TASK: From the listing below, copy only the lines from the line that contains "capacity equals length." to the line that contains "let rows: Vec<Vec<f64>>", counting those two lines as part of the copy.

════════

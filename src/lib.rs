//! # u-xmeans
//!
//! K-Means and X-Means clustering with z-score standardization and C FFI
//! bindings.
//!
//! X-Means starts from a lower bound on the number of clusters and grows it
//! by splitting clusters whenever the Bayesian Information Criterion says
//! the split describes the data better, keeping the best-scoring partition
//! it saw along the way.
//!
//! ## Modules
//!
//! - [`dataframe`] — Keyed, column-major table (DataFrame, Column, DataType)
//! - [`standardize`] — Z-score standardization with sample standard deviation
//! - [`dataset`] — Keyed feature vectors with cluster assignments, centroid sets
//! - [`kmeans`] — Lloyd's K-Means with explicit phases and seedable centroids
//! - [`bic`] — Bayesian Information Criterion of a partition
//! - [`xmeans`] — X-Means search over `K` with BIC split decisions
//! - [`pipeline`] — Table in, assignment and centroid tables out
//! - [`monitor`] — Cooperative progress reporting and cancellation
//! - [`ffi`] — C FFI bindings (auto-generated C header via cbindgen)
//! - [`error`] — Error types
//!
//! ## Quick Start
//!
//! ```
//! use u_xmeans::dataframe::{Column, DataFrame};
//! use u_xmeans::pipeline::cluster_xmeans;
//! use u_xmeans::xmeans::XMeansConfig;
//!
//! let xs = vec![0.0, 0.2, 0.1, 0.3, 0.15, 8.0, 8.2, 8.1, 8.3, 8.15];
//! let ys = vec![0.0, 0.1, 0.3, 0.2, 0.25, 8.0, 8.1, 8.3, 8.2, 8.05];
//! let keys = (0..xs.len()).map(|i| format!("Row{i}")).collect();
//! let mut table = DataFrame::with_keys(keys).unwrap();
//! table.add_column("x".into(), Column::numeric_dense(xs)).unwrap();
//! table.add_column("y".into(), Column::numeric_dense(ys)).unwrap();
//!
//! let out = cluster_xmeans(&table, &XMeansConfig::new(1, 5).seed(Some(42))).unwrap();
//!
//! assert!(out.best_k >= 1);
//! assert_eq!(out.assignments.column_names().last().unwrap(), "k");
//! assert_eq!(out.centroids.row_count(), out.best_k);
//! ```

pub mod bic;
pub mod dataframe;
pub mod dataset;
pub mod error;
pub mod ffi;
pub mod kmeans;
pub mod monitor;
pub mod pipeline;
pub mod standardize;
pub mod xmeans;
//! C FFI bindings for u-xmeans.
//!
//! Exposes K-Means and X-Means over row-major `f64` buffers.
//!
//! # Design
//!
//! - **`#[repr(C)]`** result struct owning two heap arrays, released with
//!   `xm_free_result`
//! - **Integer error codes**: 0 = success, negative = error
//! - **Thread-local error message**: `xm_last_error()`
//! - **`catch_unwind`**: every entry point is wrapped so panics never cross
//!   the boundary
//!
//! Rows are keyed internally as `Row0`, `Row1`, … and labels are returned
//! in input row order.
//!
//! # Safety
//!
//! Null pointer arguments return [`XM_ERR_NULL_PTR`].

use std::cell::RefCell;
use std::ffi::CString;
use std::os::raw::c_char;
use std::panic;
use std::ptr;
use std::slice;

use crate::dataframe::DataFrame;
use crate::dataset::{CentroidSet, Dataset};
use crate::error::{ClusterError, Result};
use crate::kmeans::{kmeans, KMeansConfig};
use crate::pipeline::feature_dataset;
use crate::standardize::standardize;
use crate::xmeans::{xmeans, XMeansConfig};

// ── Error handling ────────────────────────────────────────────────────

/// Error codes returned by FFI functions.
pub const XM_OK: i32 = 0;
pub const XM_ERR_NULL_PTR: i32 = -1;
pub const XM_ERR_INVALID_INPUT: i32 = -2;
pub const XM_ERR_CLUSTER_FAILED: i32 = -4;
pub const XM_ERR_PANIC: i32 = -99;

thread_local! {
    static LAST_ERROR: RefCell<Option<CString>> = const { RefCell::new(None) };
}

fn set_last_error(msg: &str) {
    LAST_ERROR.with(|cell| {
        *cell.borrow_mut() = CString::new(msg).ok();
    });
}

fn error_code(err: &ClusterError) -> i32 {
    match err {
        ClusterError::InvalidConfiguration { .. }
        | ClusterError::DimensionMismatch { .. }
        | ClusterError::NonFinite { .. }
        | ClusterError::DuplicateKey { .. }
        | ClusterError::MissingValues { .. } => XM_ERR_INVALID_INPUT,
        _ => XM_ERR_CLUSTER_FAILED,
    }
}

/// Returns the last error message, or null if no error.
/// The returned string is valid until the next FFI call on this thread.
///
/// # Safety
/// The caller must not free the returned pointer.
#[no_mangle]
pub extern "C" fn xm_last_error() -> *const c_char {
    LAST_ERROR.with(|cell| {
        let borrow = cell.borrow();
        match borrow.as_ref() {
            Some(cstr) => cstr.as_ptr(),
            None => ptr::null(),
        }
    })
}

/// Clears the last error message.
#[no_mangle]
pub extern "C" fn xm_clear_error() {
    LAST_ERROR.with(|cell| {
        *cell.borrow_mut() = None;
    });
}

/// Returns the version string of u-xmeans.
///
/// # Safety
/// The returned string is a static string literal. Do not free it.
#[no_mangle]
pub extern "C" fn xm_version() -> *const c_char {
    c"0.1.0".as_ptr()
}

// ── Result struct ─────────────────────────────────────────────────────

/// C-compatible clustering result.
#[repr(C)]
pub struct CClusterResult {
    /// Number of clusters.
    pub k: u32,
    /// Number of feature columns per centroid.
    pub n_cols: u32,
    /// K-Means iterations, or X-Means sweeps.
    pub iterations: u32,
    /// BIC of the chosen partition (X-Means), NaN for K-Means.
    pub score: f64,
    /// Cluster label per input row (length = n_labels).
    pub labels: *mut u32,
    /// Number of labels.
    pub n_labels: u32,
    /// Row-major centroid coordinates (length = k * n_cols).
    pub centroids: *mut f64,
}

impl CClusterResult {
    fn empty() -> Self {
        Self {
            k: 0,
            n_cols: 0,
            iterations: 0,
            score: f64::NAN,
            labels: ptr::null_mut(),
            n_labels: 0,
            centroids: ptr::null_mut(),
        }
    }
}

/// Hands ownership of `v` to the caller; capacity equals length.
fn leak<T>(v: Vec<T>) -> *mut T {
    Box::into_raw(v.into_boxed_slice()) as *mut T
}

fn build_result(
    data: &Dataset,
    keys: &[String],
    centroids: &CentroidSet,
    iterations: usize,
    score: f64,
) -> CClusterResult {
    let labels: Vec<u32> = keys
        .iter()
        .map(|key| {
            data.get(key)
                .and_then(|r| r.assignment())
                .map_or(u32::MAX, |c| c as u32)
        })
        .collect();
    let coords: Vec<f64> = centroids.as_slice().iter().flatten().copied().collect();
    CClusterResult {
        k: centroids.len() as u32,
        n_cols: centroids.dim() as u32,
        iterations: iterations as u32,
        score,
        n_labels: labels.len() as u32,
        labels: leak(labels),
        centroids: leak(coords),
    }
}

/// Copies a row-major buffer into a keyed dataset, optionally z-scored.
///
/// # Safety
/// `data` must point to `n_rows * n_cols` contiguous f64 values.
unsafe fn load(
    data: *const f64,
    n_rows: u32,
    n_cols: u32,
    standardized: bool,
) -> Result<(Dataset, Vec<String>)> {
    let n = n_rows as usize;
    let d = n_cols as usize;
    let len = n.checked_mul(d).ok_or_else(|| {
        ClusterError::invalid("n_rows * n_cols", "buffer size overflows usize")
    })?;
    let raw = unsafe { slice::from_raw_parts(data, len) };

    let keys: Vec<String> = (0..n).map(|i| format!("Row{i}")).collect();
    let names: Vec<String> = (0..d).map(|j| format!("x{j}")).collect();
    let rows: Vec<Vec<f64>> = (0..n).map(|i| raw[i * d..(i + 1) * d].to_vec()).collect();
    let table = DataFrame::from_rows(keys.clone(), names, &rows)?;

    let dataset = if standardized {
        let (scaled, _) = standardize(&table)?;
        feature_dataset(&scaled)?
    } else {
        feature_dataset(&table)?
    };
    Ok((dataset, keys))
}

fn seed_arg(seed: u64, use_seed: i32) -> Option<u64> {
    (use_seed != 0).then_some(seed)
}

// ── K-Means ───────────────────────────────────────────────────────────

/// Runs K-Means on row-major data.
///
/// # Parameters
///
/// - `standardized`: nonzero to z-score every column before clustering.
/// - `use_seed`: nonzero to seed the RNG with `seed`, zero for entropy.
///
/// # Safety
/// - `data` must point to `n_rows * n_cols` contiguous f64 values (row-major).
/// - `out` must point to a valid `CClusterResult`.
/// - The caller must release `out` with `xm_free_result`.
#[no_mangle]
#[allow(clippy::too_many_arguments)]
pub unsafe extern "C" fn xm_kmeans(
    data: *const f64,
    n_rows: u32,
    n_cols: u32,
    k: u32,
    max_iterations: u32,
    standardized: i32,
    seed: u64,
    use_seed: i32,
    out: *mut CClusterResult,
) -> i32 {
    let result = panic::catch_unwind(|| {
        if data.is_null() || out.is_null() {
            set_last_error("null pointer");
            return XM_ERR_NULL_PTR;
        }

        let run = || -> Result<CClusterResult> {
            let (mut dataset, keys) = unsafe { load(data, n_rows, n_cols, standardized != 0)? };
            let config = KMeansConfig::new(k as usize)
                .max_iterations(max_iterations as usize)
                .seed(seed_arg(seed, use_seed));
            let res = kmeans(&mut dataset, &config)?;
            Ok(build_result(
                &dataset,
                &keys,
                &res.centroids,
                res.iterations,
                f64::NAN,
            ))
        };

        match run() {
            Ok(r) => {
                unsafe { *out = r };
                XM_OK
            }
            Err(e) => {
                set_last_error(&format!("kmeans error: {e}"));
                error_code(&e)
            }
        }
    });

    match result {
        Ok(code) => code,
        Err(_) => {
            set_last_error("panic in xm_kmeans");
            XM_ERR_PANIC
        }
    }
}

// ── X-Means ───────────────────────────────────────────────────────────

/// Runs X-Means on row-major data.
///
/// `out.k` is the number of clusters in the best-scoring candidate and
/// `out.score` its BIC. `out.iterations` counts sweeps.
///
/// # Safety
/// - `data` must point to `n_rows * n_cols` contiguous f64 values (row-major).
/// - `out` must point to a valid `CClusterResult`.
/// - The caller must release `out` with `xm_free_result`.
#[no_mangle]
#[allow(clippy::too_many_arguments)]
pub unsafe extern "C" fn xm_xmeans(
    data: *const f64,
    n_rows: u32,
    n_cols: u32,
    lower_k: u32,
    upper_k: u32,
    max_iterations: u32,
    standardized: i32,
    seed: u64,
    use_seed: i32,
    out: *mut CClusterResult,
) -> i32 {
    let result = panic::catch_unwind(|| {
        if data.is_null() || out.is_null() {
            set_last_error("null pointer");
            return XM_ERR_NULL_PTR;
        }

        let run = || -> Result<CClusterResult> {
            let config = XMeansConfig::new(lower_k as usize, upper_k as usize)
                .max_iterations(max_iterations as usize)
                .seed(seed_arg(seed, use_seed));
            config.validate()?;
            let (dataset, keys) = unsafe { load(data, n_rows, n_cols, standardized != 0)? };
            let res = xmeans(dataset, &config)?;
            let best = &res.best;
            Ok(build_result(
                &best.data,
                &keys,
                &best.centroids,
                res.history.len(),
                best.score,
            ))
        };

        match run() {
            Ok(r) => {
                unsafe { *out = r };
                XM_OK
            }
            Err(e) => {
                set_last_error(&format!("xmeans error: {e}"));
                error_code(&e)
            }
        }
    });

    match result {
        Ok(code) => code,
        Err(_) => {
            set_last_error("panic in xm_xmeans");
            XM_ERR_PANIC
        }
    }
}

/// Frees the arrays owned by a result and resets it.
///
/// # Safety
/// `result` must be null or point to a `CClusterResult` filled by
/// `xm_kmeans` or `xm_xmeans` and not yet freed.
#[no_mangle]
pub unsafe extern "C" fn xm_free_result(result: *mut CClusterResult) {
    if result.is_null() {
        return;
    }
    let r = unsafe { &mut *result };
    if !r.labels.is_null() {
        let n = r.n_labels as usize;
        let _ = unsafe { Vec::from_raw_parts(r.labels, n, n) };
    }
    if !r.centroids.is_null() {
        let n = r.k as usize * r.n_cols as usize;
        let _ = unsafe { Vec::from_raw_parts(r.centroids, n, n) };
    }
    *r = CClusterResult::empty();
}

════════

REPLY:
/// Hands ownership of `v` to the caller; capacity equals length.
fn leak<T>(v: Vec<T>) -> *mut T {
    Box::into_raw(v.into_boxed_slice()) as *mut T
}

fn build_result(
    data: &Dataset,
    keys: &[String],
    centroids: &CentroidSet,
    iterations: usize,
    score: f64,
) -> CClusterResult {
    let labels: Vec<u32> = keys
        .iter()
        .map(|key| {
            data.get(key)
                .and_then(|r| r.assignment())
                .map_or(u32::MAX, |c| c as u32)
        })
        .collect();
    let coords: Vec<f64> = centroids.as_slice().iter().flatten().copied().collect();
    CClusterResult {
        k: centroids.len() as u32,
        n_cols: centroids.dim() as u32,
        iterations: iterations as u32,
        score,
        n_labels: labels.len() as u32,
        labels: leak(labels),
        centroids: leak(coords),
    }
}

/// Copies a row-major buffer into a keyed dataset, optionally z-scored.
///
/// # Safety
/// `data` must point to `n_rows * n_cols` contiguous f64 values.
unsafe fn load(
    data: *const f64,
    n_rows: u32,
    n_cols: u32,
    standardized: bool,
) -> Result<(Dataset, Vec<String>)> {
    let n = n_rows as usize;
    let d = n_cols as usize;
    let len = n.checked_mul(d).ok_or_else(|| {
        ClusterError::invalid("n_rows * n_cols", "buffer size overflows usize")
    })?;
    let raw = unsafe { slice::from_raw_parts(data, len) };

    let keys: Vec<String> = (0..n).map(|i| format!("Row{i}")).collect();
    let names: Vec<String> = (0..d).map(|j| format!("x{j}")).collect();
    let rows: Vec<Vec<f64>> = (0..n).map(|i| raw[i * d..(i + 1) * d].to_vec()).collect();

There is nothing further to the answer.